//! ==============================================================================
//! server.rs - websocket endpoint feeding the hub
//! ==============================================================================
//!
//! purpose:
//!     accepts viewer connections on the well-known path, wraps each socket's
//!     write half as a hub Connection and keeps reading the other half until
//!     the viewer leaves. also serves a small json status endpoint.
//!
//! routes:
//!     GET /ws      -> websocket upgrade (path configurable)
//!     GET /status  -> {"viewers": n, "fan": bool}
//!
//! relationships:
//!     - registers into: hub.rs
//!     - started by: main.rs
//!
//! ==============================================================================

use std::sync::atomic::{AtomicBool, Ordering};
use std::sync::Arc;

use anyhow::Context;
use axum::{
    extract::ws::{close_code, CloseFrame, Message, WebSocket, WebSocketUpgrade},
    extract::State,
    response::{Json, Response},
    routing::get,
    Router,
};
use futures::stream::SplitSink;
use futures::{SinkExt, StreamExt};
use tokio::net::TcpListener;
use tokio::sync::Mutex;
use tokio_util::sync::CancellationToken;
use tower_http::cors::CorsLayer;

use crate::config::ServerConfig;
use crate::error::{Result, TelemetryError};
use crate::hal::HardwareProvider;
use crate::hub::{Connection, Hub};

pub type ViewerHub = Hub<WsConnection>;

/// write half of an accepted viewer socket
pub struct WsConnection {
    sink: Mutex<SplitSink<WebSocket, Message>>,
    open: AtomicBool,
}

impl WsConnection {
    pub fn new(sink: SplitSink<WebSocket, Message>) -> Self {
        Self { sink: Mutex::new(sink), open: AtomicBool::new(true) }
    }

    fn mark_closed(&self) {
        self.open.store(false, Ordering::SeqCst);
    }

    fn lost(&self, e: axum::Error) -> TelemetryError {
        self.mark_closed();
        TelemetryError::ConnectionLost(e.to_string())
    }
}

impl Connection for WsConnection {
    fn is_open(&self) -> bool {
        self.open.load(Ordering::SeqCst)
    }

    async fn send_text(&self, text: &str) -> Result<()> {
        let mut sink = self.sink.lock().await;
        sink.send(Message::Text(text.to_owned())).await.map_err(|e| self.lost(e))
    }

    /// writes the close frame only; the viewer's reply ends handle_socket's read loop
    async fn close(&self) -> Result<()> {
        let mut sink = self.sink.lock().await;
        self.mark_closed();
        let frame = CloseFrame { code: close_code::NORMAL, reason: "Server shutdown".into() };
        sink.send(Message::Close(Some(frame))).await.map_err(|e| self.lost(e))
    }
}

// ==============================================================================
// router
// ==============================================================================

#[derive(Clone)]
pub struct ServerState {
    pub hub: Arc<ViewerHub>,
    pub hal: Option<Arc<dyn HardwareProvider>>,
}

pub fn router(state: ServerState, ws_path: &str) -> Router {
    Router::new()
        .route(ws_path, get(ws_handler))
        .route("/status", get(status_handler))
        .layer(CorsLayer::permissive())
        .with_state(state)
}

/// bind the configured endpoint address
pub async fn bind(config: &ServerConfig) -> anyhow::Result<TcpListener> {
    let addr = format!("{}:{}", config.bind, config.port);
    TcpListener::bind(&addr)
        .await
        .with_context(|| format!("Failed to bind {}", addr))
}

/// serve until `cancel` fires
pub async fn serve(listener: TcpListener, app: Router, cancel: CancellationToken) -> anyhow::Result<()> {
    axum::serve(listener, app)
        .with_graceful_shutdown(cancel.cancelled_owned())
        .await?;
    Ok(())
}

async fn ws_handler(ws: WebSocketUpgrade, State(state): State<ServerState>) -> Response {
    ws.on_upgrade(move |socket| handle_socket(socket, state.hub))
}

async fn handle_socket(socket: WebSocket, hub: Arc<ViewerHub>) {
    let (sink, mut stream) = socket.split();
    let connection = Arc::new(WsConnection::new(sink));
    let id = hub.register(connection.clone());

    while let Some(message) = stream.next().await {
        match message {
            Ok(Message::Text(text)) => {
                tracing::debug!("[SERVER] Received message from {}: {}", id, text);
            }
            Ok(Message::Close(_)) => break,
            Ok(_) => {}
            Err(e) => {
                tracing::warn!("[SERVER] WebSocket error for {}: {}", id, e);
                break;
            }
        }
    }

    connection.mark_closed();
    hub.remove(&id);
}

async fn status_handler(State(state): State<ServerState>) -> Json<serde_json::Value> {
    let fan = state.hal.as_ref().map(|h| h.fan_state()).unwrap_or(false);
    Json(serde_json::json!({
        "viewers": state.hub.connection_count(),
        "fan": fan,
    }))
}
####################
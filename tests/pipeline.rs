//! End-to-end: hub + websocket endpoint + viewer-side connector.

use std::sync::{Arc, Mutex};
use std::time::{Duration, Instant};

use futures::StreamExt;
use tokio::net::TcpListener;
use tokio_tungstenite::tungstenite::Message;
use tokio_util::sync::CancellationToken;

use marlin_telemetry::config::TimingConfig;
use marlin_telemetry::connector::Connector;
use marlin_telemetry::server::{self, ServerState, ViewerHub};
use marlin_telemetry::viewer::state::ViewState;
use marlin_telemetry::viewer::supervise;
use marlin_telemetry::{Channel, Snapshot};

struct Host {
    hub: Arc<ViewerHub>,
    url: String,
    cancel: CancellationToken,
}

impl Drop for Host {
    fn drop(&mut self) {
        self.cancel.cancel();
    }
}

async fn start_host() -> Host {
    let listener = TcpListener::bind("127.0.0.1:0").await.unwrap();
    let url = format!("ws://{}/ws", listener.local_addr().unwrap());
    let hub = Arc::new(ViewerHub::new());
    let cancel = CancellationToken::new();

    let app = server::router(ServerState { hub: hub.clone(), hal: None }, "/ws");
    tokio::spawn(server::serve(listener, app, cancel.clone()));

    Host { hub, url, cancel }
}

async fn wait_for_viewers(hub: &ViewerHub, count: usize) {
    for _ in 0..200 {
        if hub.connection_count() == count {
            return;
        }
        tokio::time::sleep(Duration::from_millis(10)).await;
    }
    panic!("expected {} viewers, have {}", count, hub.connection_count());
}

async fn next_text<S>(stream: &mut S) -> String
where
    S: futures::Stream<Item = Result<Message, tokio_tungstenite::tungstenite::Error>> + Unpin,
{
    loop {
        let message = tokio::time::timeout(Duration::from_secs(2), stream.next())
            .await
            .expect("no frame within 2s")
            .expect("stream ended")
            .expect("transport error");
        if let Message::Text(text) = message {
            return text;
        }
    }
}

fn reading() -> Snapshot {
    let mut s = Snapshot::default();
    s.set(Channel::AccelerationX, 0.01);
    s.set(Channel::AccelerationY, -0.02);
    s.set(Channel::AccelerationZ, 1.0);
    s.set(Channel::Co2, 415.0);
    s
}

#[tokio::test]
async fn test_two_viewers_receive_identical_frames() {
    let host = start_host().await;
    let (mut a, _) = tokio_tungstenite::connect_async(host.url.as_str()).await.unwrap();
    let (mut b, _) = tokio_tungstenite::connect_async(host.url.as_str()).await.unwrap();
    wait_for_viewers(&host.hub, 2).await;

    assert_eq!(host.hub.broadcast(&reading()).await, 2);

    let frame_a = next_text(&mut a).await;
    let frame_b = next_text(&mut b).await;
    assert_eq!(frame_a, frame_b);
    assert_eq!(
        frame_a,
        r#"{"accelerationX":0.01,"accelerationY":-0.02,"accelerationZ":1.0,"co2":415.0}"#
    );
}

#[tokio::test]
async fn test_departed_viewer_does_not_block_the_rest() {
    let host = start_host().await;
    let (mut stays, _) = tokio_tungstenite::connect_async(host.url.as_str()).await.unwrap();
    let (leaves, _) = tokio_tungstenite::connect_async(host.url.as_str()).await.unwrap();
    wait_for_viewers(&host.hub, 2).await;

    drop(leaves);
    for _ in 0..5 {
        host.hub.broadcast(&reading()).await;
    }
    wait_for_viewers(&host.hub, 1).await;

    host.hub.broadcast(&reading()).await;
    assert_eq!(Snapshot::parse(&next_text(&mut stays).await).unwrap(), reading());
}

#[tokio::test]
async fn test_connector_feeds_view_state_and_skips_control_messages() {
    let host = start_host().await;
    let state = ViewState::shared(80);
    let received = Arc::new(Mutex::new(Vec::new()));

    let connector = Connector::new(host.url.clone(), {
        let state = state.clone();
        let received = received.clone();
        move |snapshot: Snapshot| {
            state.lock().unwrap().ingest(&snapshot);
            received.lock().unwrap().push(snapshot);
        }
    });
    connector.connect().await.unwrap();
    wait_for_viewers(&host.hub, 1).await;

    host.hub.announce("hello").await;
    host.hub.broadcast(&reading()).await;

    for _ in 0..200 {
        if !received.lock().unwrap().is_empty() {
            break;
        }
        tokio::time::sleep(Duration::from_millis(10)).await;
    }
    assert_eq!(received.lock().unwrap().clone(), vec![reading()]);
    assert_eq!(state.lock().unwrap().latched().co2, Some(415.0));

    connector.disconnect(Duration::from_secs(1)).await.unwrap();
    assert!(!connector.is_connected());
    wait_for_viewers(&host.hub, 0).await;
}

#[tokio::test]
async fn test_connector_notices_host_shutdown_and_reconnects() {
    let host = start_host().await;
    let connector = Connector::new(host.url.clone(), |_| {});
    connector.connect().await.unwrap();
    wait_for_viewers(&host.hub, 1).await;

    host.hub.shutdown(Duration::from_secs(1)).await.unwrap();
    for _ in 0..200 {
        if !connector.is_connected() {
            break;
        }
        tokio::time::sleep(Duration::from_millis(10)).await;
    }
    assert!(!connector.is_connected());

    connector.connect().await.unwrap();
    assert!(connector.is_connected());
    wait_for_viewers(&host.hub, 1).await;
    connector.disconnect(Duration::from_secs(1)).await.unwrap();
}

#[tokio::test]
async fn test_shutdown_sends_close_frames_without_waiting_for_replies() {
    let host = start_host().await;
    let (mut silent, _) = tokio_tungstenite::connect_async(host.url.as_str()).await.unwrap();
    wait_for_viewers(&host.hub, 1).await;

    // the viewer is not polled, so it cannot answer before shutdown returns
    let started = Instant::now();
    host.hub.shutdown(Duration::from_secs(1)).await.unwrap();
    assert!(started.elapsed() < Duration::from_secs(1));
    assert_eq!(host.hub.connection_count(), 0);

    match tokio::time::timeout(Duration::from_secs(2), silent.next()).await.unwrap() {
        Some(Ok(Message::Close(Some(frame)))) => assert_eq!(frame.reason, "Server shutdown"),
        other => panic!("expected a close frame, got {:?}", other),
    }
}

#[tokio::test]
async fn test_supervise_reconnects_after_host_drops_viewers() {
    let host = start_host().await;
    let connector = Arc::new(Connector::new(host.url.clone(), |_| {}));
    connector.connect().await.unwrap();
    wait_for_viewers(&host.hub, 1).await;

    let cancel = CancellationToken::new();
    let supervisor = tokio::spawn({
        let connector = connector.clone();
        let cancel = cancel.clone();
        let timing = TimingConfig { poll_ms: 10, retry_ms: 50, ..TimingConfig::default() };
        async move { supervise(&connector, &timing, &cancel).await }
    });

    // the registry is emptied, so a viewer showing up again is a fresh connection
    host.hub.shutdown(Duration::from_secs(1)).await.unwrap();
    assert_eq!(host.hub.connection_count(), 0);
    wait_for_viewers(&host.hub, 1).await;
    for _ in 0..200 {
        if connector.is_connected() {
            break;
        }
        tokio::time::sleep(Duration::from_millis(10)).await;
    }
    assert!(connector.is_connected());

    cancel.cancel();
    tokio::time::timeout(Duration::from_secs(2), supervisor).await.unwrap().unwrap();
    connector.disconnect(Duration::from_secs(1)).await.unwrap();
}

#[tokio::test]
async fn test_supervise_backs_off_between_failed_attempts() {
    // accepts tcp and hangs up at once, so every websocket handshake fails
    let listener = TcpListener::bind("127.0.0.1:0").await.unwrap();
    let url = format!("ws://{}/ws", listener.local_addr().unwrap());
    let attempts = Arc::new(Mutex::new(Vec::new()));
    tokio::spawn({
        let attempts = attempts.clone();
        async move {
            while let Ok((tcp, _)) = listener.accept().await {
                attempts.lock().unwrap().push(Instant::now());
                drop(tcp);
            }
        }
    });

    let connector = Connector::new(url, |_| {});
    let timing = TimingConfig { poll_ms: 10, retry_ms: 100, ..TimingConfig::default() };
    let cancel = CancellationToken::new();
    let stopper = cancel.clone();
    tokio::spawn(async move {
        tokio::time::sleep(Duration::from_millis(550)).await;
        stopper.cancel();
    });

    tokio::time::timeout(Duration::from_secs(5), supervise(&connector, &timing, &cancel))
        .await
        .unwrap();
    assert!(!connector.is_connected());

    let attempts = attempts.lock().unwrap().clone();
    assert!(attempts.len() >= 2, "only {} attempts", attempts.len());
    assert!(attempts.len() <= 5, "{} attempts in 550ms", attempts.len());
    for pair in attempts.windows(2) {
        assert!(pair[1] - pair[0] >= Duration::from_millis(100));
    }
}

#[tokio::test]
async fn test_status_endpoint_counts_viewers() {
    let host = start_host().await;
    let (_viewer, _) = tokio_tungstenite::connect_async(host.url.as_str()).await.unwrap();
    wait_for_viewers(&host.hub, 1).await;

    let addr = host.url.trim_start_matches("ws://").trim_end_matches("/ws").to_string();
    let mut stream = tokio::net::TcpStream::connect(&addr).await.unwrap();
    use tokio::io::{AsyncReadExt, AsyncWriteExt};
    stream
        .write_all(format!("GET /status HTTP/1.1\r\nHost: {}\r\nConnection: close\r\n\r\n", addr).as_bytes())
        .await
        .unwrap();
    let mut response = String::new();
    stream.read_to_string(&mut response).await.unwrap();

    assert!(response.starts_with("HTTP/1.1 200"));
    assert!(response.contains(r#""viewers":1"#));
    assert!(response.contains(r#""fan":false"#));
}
####################
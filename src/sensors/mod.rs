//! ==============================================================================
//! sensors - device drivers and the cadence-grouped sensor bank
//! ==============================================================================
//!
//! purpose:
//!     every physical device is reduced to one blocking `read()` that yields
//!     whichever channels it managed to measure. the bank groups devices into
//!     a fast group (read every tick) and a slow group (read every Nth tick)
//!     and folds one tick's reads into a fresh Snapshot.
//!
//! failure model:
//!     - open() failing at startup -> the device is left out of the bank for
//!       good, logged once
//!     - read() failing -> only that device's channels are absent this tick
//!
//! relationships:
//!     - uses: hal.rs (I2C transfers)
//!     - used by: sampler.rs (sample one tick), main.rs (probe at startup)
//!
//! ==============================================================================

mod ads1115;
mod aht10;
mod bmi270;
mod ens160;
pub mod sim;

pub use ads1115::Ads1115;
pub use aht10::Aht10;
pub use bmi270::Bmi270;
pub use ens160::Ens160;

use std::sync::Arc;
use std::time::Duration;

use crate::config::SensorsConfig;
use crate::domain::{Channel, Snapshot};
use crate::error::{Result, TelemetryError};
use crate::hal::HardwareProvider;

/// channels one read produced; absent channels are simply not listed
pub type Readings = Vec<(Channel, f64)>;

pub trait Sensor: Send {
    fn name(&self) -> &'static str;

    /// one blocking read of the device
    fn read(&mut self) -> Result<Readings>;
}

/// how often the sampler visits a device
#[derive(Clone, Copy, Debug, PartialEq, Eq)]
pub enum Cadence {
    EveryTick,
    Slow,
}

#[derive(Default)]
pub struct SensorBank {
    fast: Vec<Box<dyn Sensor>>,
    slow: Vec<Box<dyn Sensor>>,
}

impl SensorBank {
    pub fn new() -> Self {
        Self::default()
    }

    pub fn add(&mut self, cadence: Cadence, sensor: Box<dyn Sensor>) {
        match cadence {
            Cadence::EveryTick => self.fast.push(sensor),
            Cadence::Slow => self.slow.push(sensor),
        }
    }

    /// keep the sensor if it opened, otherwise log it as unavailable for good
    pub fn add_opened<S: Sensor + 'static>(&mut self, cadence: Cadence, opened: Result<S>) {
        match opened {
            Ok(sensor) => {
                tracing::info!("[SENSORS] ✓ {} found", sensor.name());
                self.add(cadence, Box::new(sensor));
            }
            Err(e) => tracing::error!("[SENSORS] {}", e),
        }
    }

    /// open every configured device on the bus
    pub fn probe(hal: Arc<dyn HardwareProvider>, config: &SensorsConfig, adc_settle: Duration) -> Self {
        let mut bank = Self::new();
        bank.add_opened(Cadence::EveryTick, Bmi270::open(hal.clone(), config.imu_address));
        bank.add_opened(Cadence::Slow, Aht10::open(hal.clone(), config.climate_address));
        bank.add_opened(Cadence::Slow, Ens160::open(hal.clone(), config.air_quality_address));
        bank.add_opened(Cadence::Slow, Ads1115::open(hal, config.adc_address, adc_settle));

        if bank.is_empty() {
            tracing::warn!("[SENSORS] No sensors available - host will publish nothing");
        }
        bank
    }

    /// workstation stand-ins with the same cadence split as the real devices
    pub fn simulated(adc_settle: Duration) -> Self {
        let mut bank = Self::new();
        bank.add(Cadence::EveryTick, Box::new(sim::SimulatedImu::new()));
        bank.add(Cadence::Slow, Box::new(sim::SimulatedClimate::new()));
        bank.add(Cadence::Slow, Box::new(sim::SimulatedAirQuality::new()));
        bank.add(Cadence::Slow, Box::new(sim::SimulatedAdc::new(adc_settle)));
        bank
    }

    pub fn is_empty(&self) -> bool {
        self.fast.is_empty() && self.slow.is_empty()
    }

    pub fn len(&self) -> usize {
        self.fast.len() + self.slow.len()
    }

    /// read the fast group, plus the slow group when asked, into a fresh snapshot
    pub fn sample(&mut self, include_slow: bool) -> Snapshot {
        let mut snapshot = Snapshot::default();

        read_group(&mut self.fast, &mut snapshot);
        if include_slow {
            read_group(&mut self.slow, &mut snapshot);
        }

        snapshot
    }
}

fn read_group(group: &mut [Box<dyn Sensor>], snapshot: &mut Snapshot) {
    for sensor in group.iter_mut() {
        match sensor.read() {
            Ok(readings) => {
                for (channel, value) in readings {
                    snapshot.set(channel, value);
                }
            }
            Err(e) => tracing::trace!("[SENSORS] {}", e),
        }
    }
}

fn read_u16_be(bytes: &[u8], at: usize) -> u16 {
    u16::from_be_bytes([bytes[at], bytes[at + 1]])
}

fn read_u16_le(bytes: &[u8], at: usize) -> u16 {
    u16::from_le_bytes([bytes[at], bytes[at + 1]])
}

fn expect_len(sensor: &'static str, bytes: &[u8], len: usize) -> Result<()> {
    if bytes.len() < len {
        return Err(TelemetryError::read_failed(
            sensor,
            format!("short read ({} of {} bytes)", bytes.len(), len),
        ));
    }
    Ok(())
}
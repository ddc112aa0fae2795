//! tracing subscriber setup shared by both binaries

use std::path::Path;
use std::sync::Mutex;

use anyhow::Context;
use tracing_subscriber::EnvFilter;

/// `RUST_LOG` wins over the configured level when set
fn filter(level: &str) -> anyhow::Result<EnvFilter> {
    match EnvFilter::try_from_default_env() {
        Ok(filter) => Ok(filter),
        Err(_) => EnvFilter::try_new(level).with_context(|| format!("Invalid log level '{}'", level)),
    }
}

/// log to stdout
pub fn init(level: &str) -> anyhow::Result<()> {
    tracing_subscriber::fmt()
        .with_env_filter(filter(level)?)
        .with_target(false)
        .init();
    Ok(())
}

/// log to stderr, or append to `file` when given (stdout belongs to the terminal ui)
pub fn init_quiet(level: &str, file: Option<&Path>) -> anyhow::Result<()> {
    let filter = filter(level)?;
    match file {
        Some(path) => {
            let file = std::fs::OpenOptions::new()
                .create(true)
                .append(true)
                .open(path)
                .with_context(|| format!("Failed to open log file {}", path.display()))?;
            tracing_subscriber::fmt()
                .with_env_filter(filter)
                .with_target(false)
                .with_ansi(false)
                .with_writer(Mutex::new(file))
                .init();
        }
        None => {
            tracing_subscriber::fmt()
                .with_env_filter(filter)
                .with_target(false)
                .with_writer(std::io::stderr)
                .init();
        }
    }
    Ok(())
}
####################
Restate word for word the entries above, starting at the line with "WebSocketUpgrade, State(state): State<ServerState>)" and ending at the line with "let id = hub.register(connection.clone());", inclusive, and no others.

* ANSWER BOX:
async fn ws_handler(ws: WebSocketUpgrade, State(state): State<ServerState>) -> Response {
    ws.on_upgrade(move |socket| handle_socket(socket, state.hub))
}

async fn handle_socket(socket: WebSocket, hub: Arc<ViewerHub>) {
    let (sink, mut stream) = socket.split();
    let connection = Arc::new(WsConnection::new(sink));
    let id = hub.register(connection.clone());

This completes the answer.